La suerte también puede alterar otros aspectos de la moralidad. Las circunstancias que influyen sobre la moralidad de los actos pueden resultar azarosas. Por ejemplo, un joven vive en el oeste de la ciudad, entra en una pandilla de criminales del barrio, y termina cometiendo un asesinato. Pero, si la familia de ese joven hubiese vivido en el este de la ciudad, quizás el joven nunca hubiese conocido a los miembros de la pandilla, y nunca hubiera cometido el asesinato. El joven asesino tuvo la mala suerte de haberse encontrado con unas circunstancias que influyeron decisivamente sobre su decisión de cometer un acto criminal.

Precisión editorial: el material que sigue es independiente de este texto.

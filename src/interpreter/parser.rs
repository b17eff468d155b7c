/// Binary operator parsing.
///
/// Implements the precedence ladder from logical OR down to
/// multiplication, all left-associative, by recursive descent.
pub mod binary;

/// Block parsing.
///
/// Parses brace-delimited statement sequences shared by blocks, loop
/// bodies, and function bodies.
pub mod block;

/// Core parsing entry points.
///
/// Contains the program and expression entry points, including the
/// lowest-precedence elvis level.
pub mod core;

/// Statement parsing.
///
/// Dispatches on the leading token to the statement forms: `let`,
/// assignment, `if`, `for`, `while`, `return`, blocks, and expression
/// statements.
pub mod statement;

/// String template expansion.
///
/// Splits a template literal's body into literal and `${...}` expression
/// parts, re-parsing each embedded fragment.
pub mod template;

/// Unary, postfix, and primary parsing.
///
/// Handles prefix operators, the postfix chain (calls, member access,
/// indexing), and all primary forms including array, object, and function
/// literals.
pub mod unary;

/// Shared parsing utilities.
///
/// Comma-separated lists, identifier and required-token consumption, and
/// semicolon absorption.
pub mod utils;
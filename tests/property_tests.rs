use std::collections::HashMap;

use kodiscript::{Runner, Value, evaluate, run};
use proptest::prelude::*;

proptest! {
    /// Ensure the parser never panics on arbitrary valid UTF-8 input; it
    /// should return Ok or Err but not panic.
    #[test]
    fn parser_does_not_panic(s in "\\PC*") {
        let _ = std::panic::catch_unwind(|| {
            let _ = kodiscript::interpreter::parser::core::parse_source(&s);
        });
    }
}

proptest! {
    /// Tokenizing the source twice is stable: the same token kinds come
    /// back in the same order.
    #[test]
    fn tokenization_is_stable(s in "[a-z0-9+*()\\[\\]{}<>=!,;. \n\"]*") {
        let first = kodiscript::interpreter::lexer::tokenize(&s);
        let second = kodiscript::interpreter::lexer::tokenize(&s);
        match (first, second) {
            (Ok(a), Ok(b)) => prop_assert_eq!(a, b),
            (Err(_), Err(_)) => {},
            _ => prop_assert!(false, "lexing the same input twice disagreed"),
        }
    }
}

proptest! {
    /// An injected variable reads back unchanged: eval("x", {x: v}) == v.
    #[test]
    fn injected_number_round_trips(n in proptest::num::f64::NORMAL) {
        let mut variables = HashMap::new();
        variables.insert("x".to_string(), Value::Number(n));
        let result = run("x", Some(variables));
        prop_assert!(result.errors.is_empty());
        prop_assert_eq!(result.value, Value::Number(n));
    }

    #[test]
    fn injected_string_round_trips(s in "\\PC*") {
        let mut variables = HashMap::new();
        variables.insert("x".to_string(), Value::Str(s.clone()));
        let result = run("x", Some(variables));
        prop_assert!(result.errors.is_empty());
        prop_assert_eq!(result.value, Value::Str(s));
    }
}

proptest! {
    /// The elvis operator yields the left value unless it is null, in
    /// which case it yields the default.
    #[test]
    fn elvis_defaults_only_null(n in proptest::num::f64::NORMAL, use_null in any::<bool>()) {
        let injected = if use_null { Value::Null } else { Value::Number(n) };
        let mut variables = HashMap::new();
        variables.insert("x".to_string(), injected.clone());

        let result = run("x ?: \"default\"", Some(variables));
        prop_assert!(result.errors.is_empty());

        if use_null {
            prop_assert_eq!(result.value, Value::Str("default".to_string()));
        } else {
            prop_assert_eq!(result.value, injected);
        }
    }
}

proptest! {
    /// toNumber(toString(n)) round-trips every finite number.
    #[test]
    fn to_number_to_string_round_trips(n in proptest::num::f64::NORMAL) {
        let mut variables = HashMap::new();
        variables.insert("x".to_string(), Value::Number(n));
        let result = run("toNumber(toString(x))", Some(variables));
        prop_assert!(result.errors.is_empty());
        prop_assert_eq!(result.value, Value::Number(n));
    }
}

proptest! {
    /// The recursive triangular-number function agrees with the closed
    /// form k * (k + 1) / 2.
    #[test]
    fn recursive_sum_matches_closed_form(k in 0u32..40) {
        let source = format!(
            "let f = fn(n) {{ if (n <= 0) {{ return 0 }} return n + f(n - 1) }} f({k})"
        );
        let value = evaluate(&source).unwrap();
        prop_assert_eq!(value, Value::Number(f64::from(k * (k + 1)) / 2.0));
    }
}

proptest! {
    /// Any program with at least one statement trips a one-operation
    /// budget.
    #[test]
    fn one_operation_budget_always_trips(statements in 1usize..20) {
        let source = "1;".repeat(statements);
        let result = Runner::new().max_operations(1).execute(&source);
        prop_assert_eq!(result.errors.len(), 1);
        prop_assert!(result.errors[0].contains("operation"));
    }
}

proptest! {
    /// A pure script run twice on fresh contexts produces identical
    /// results.
    #[test]
    fn pure_scripts_are_deterministic(a in -1000i64..1000, b in -1000i64..1000) {
        let source = format!(
            "let xs = sort([{a}, {b}, {a} * {b} % 97]) print(join(xs, \",\")) jsonStringify(xs)"
        );

        let first = run(&source, None);
        let second = run(&source, None);

        prop_assert_eq!(first.errors.is_empty(), second.errors.is_empty());
        prop_assert_eq!(first.value, second.value);
        prop_assert_eq!(first.output, second.output);
    }
}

Incluso, la suerte ocupa un lugar considerable en los resultados de las acciones que, al final, juzgamos como morales o inmorales. Por ejemplo, un hombre que, al conducir ebrio un automóvil se excede en velocidad y atropella a un peatón es muchísimo más reprochable que un conductor ebrio que se excede en velocidad, pero afortunadamente no atropella a nadie. Pero, ¿acaso no hay un elemento de suerte en todo esto? Claramente, el hombre que sí atropelló al peatón tuvo mala suerte, mientras que el hombre que no atropelló al peatón fue más afortunado. ¿Puede ser la suerte un factor suficiente como para marcar la diferencia entre enviar a un hombre a la cárcel y absolver al otro?

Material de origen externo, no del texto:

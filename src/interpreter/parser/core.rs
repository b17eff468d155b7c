use std::iter::Peekable;

use crate::{
    ast::{Expr, Program},
    error::ParseError,
    interpreter::{
        lexer::{Token, tokenize},
        parser::{binary::parse_logical_or, statement::parse_statement, utils::absorb_semicolons},
    },
};

pub type ParseResult<T> = Result<T, ParseError>;

/// Parses a complete source string into a program.
///
/// Convenience wrapper that tokenizes and then parses the token stream to
/// exhaustion.
///
/// # Errors
/// Propagates lexical errors and parse errors unchanged.
///
/// # Example
/// ```
/// use kodiscript::interpreter::parser::core::parse_source;
///
/// let program = parse_source("let x = 1 + 2; x").unwrap();
/// assert_eq!(program.statements.len(), 2);
/// ```
pub fn parse_source(source: &str) -> ParseResult<Program> {
    let tokens = tokenize(source)?;
    let mut iter = tokens.iter().peekable();
    parse_program(&mut iter)
}

/// Parses a program: statements until the token stream is exhausted.
///
/// Statements may be separated by optional semicolons; runs of semicolons
/// are absorbed.
pub fn parse_program<'a, I>(tokens: &mut Peekable<I>) -> ParseResult<Program>
    where I: Iterator<Item = &'a (Token, usize)> + Clone
{
    let mut statements = Vec::new();

    absorb_semicolons(tokens);
    while let Some((_, line)) = tokens.peek() {
        let line = *line;
        statements.push(parse_statement(tokens, line)?);
        absorb_semicolons(tokens);
    }

    Ok(Program { statements })
}

/// Parses a full expression.
///
/// This is the entry point for expression parsing. It begins at the
/// lowest-precedence level, the elvis operator, and recursively descends
/// through the precedence hierarchy. `line` is the line where the
/// expression is expected, cited when the input ends before the expression
/// is complete.
///
/// Grammar: `expression := elvis`
pub fn parse_expression<'a, I>(tokens: &mut Peekable<I>, line: usize) -> ParseResult<Expr>
    where I: Iterator<Item = &'a (Token, usize)> + Clone
{
    parse_elvis(tokens, line)
}

/// Parses the elvis level: `a ?: b`, left-associative.
///
/// Grammar: `elvis := logical_or ("?:" logical_or)*`
fn parse_elvis<'a, I>(tokens: &mut Peekable<I>, line: usize) -> ParseResult<Expr>
    where I: Iterator<Item = &'a (Token, usize)> + Clone
{
    let mut left = parse_logical_or(tokens, line)?;

    while let Some((Token::Elvis, line)) = tokens.peek() {
        let line = *line;
        tokens.next();
        let right = parse_logical_or(tokens, line)?;
        left = Expr::Elvis { left:  Box::new(left),
                             right: Box::new(right), };
    }

    Ok(left)
}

Si, como ahora parece, la suerte desempeña un papel bastante prominente en la moralidad de las acciones, entonces parece necesario reconsiderar la mayor parte de lo que hasta ahora consideramos moral. Quizás Hitler no fue tan monstruoso, y quizás la madre Teresa de Calculta no fue tan digna de nuestra admiración. Antes bien, la madre Teresa pareció contar con una suerte que Hitler no tuvo.
En función de la existencia de la suerte moral, tenemos la tentación de suspender todo juicio moral. Según ahora parece, nadie merece alabanzas o reproches, pues sencillamente no hay mérito o desmérito en hacer algo dictado por el azar de las condiciones. Pero, no deberíamos llevar esto tan lejos. Quizás podamos aceptar que el hecho de que una acción se vea afectada por circunstancias azarosas, no suprime la libertad de quien emprende esa acción. Ciertamente las malas amistades del joven criminal influyeron sobre su decisión, pero no por ello perdió por completo su libre albedrío.

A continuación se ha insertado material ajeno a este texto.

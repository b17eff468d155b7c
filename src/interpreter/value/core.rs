use std::{collections::HashMap, rc::Rc};

use crate::{
    ast::Stmt,
    error::RuntimeError,
    interpreter::evaluator::core::EvalResult,
};

/// The callable signature of a host-registered function.
///
/// Host functions receive already-evaluated arguments and report failures
/// as plain strings, which the evaluator captures verbatim.
pub type HostCallable = Rc<dyn Fn(&[Value]) -> Result<Value, String>>;

/// Represents a runtime value in the interpreter.
///
/// This enum models all the possible types that can appear in expressions,
/// assignments, function returns, and conditional evaluations. There is no
/// integer type at the value level; every number is an IEEE-754 double.
#[derive(Debug, Clone)]
pub enum Value {
    /// The null value.
    Null,
    /// A boolean value (`true` or `false`).
    Bool(bool),
    /// A numeric value (double precision floating-point).
    Number(f64),
    /// A Unicode string.
    Str(String),
    /// An ordered array of values.
    Array(Rc<Vec<Self>>),
    /// An insertion-ordered mapping from string keys to values. Keys are
    /// unique; construction keeps the last write.
    Object(Rc<Vec<(String, Self)>>),
    /// A user-defined function together with its captured environment.
    Function(Rc<FunctionValue>),
    /// A built-in function, identified by its registry name.
    Builtin(&'static str),
    /// A function registered by the embedding host.
    HostFn(HostFunction),
}

/// A user-defined function value: parameters, body, and the snapshot of the
/// variables map taken when the function literal was evaluated.
#[derive(Debug, Clone)]
pub struct FunctionValue {
    /// Parameter names in order. Missing arguments bind to null; extras are
    /// ignored.
    pub params:   Vec<String>,
    /// The statements of the function body.
    pub body:     Vec<Stmt>,
    /// Variables captured at creation time. Resolution still consults the
    /// caller's map first at call time, which is what makes
    /// `let f = fn(n) { ... f(n - 1) ... }` recursive.
    pub captured: HashMap<String, Value>,
}

/// A named callable provided by the embedding host.
#[derive(Clone)]
pub struct HostFunction {
    /// The name the function is registered under.
    pub name: String,
    callable: HostCallable,
}

impl HostFunction {
    /// Wraps a host callable under the given registration name.
    pub fn new(name: impl Into<String>, callable: HostCallable) -> Self {
        Self { name: name.into(),
               callable }
    }

    /// Invokes the host callable, converting its failure message into a
    /// runtime error verbatim.
    pub fn call(&self, args: &[Value]) -> EvalResult<Value> {
        (self.callable)(args).map_err(|message| RuntimeError::HostFunction { name: self.name
                                                                                       .clone(),
                                                                             message })
    }
}

impl std::fmt::Debug for HostFunction {
    fn fmt(&self, f: &mut std::fmt::Formatter<'_>) -> std::fmt::Result {
        f.debug_tuple("HostFunction").field(&self.name).finish()
    }
}

impl From<f64> for Value {
    fn from(v: f64) -> Self {
        Self::Number(v)
    }
}

impl From<bool> for Value {
    fn from(v: bool) -> Self {
        Self::Bool(v)
    }
}

impl From<&str> for Value {
    fn from(v: &str) -> Self {
        Self::Str(v.to_string())
    }
}

impl From<String> for Value {
    fn from(v: String) -> Self {
        Self::Str(v)
    }
}

impl From<Vec<Self>> for Value {
    fn from(v: Vec<Self>) -> Self {
        Self::Array(Rc::new(v))
    }
}

impl PartialEq for Value {
    /// Strict equality: values of different kinds are never equal, so
    /// `1 == "1"` is false. Arrays and objects compare element-wise;
    /// function-like values compare by identity.
    fn eq(&self, other: &Self) -> bool {
        match (self, other) {
            (Self::Null, Self::Null) => true,
            (Self::Bool(a), Self::Bool(b)) => a == b,
            (Self::Number(a), Self::Number(b)) => a == b,
            (Self::Str(a), Self::Str(b)) => a == b,
            (Self::Array(a), Self::Array(b)) => a == b,
            (Self::Object(a), Self::Object(b)) => a == b,
            (Self::Function(a), Self::Function(b)) => Rc::ptr_eq(a, b),
            (Self::Builtin(a), Self::Builtin(b)) => a == b,
            (Self::HostFn(a), Self::HostFn(b)) => {
                a.name == b.name && Rc::ptr_eq(&a.callable, &b.callable)
            },
            _ => false,
        }
    }
}

impl Value {
    /// Returns the language-level type name of the value, as reported by
    /// the `typeOf` built-in.
    #[must_use]
    pub const fn type_name(&self) -> &'static str {
        match self {
            Self::Null => "null",
            Self::Bool(_) => "boolean",
            Self::Number(_) => "number",
            Self::Str(_) => "string",
            Self::Array(_) => "array",
            Self::Object(_) => "object",
            Self::Function(_) | Self::Builtin(_) | Self::HostFn(_) => "function",
        }
    }

    /// Applies the truthiness rule: `null`, `false`, numeric `0`, and the
    /// empty string are false; everything else (including empty arrays,
    /// empty objects, and any function) is true.
    ///
    /// # Example
    /// ```
    /// use kodiscript::interpreter::value::core::Value;
    ///
    /// assert!(!Value::Number(0.0).is_truthy());
    /// assert!(!Value::Str(String::new()).is_truthy());
    /// assert!(Value::Array(vec![].into()).is_truthy());
    /// ```
    #[must_use]
    pub fn is_truthy(&self) -> bool {
        match self {
            Self::Null => false,
            Self::Bool(b) => *b,
            Self::Number(n) => *n != 0.0,
            Self::Str(s) => !s.is_empty(),
            _ => true,
        }
    }

    /// Coerces the value to a number.
    ///
    /// Null becomes 0, booleans become 0 or 1, and strings are parsed after
    /// trimming, defaulting to 0 when they do not parse. Arrays, objects,
    /// and functions do not convert.
    ///
    /// # Errors
    /// `TypeError` for arrays, objects, and function values.
    pub fn to_number(&self) -> EvalResult<f64> {
        match self {
            Self::Null => Ok(0.0),
            Self::Bool(b) => Ok(if *b { 1.0 } else { 0.0 }),
            Self::Number(n) => Ok(*n),
            Self::Str(s) => Ok(s.trim().parse().unwrap_or(0.0)),
            _ => Err(RuntimeError::TypeError { details: format!("cannot convert a value of type {} to a number",
                                                                self.type_name()), }),
        }
    }

    /// Borrows the value as a string slice, or reports which type was
    /// found instead.
    pub fn as_str(&self) -> EvalResult<&str> {
        match self {
            Self::Str(s) => Ok(s),
            _ => Err(RuntimeError::InvalidArgument { details: format!("expected a string, found {}",
                                                                      self.type_name()), }),
        }
    }

    /// Borrows the value as an array, or reports which type was found
    /// instead.
    pub fn as_array(&self) -> EvalResult<&Vec<Self>> {
        match self {
            Self::Array(values) => Ok(values),
            _ => Err(RuntimeError::InvalidArgument { details: format!("expected an array, found {}",
                                                                      self.type_name()), }),
        }
    }

    /// Looks up a key on an object value. Returns `None` for missing keys
    /// and for non-object receivers.
    #[must_use]
    pub fn lookup(&self, key: &str) -> Option<&Self> {
        match self {
            Self::Object(entries) => entries.iter()
                                            .find(|(k, _)| k == key)
                                            .map(|(_, v)| v),
            _ => None,
        }
    }

    /// Returns `true` if the value is [`Null`].
    #[must_use]
    pub const fn is_null(&self) -> bool {
        matches!(self, Self::Null)
    }

    /// Builds an object value from key/value pairs, keeping the last value
    /// for any duplicated key while preserving first-insertion order.
    #[must_use]
    pub fn object_from_pairs(pairs: Vec<(String, Self)>) -> Self {
        let mut entries: Vec<(String, Self)> = Vec::with_capacity(pairs.len());
        for (key, value) in pairs {
            if let Some(existing) = entries.iter_mut().find(|(k, _)| *k == key) {
                existing.1 = value;
            } else {
                entries.push((key, value));
            }
        }
        Self::Object(Rc::new(entries))
    }
}

/// Writes a value in its nested, JSON-like form: strings gain quotes and
/// escapes, arrays and objects recurse, and other values use their plain
/// stringification.
fn write_nested(f: &mut std::fmt::Formatter<'_>, value: &Value) -> std::fmt::Result {
    match value {
        Value::Str(s) => {
            write!(f, "\"")?;
            for c in s.chars() {
                match c {
                    '"' => write!(f, "\\\"")?,
                    '\\' => write!(f, "\\\\")?,
                    '\n' => write!(f, "\\n")?,
                    '\t' => write!(f, "\\t")?,
                    '\r' => write!(f, "\\r")?,
                    _ => write!(f, "{c}")?,
                }
            }
            write!(f, "\"")
        },
        _ => write!(f, "{value}"),
    }
}

impl std::fmt::Display for Value {
    /// Stringification for printing and string concatenation: `null`,
    /// booleans, and numbers use their literal spelling, strings print as
    /// themselves, and arrays and objects use a JSON-like form with Unicode
    /// preserved. Function values print as `<fn>`.
    fn fmt(&self, f: &mut std::fmt::Formatter<'_>) -> std::fmt::Result {
        match self {
            Self::Null => write!(f, "null"),
            Self::Bool(b) => write!(f, "{b}"),
            Self::Number(n) => write!(f, "{n}"),
            Self::Str(s) => write!(f, "{s}"),
            Self::Array(values) => {
                write!(f, "[")?;
                for (index, value) in values.iter().enumerate() {
                    if index > 0 {
                        write!(f, ",")?;
                    }
                    write_nested(f, value)?;
                }
                write!(f, "]")
            },
            Self::Object(entries) => {
                write!(f, "{{")?;
                for (index, (key, value)) in entries.iter().enumerate() {
                    if index > 0 {
                        write!(f, ",")?;
                    }
                    write!(f, "\"{key}\":")?;
                    write_nested(f, value)?;
                }
                write!(f, "}}")
            },
            Self::Function(_) | Self::Builtin(_) | Self::HostFn(_) => write!(f, "<fn>"),
        }
    }
}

Quizás sea necesario evaluar la moral, no a partir de los actos, sino de la virtud de carácter de las personas. El conductor ebrio que atropella a un peatón nos resulta más inmoral que el conductor ebrio que no atropella a nadie, porque los actos del primero fueron más devastadores que los actos del segundo. Pero, si en vez de considerar los actos, consideramos los caracteres de las personas, entonces habremos mitigado un poco la arbitrariedad de la suerte en la moral. No obstante, persiste el problema de que los caracteres de las personas son en gran medida moldeados por circunstancias que escapan a su control.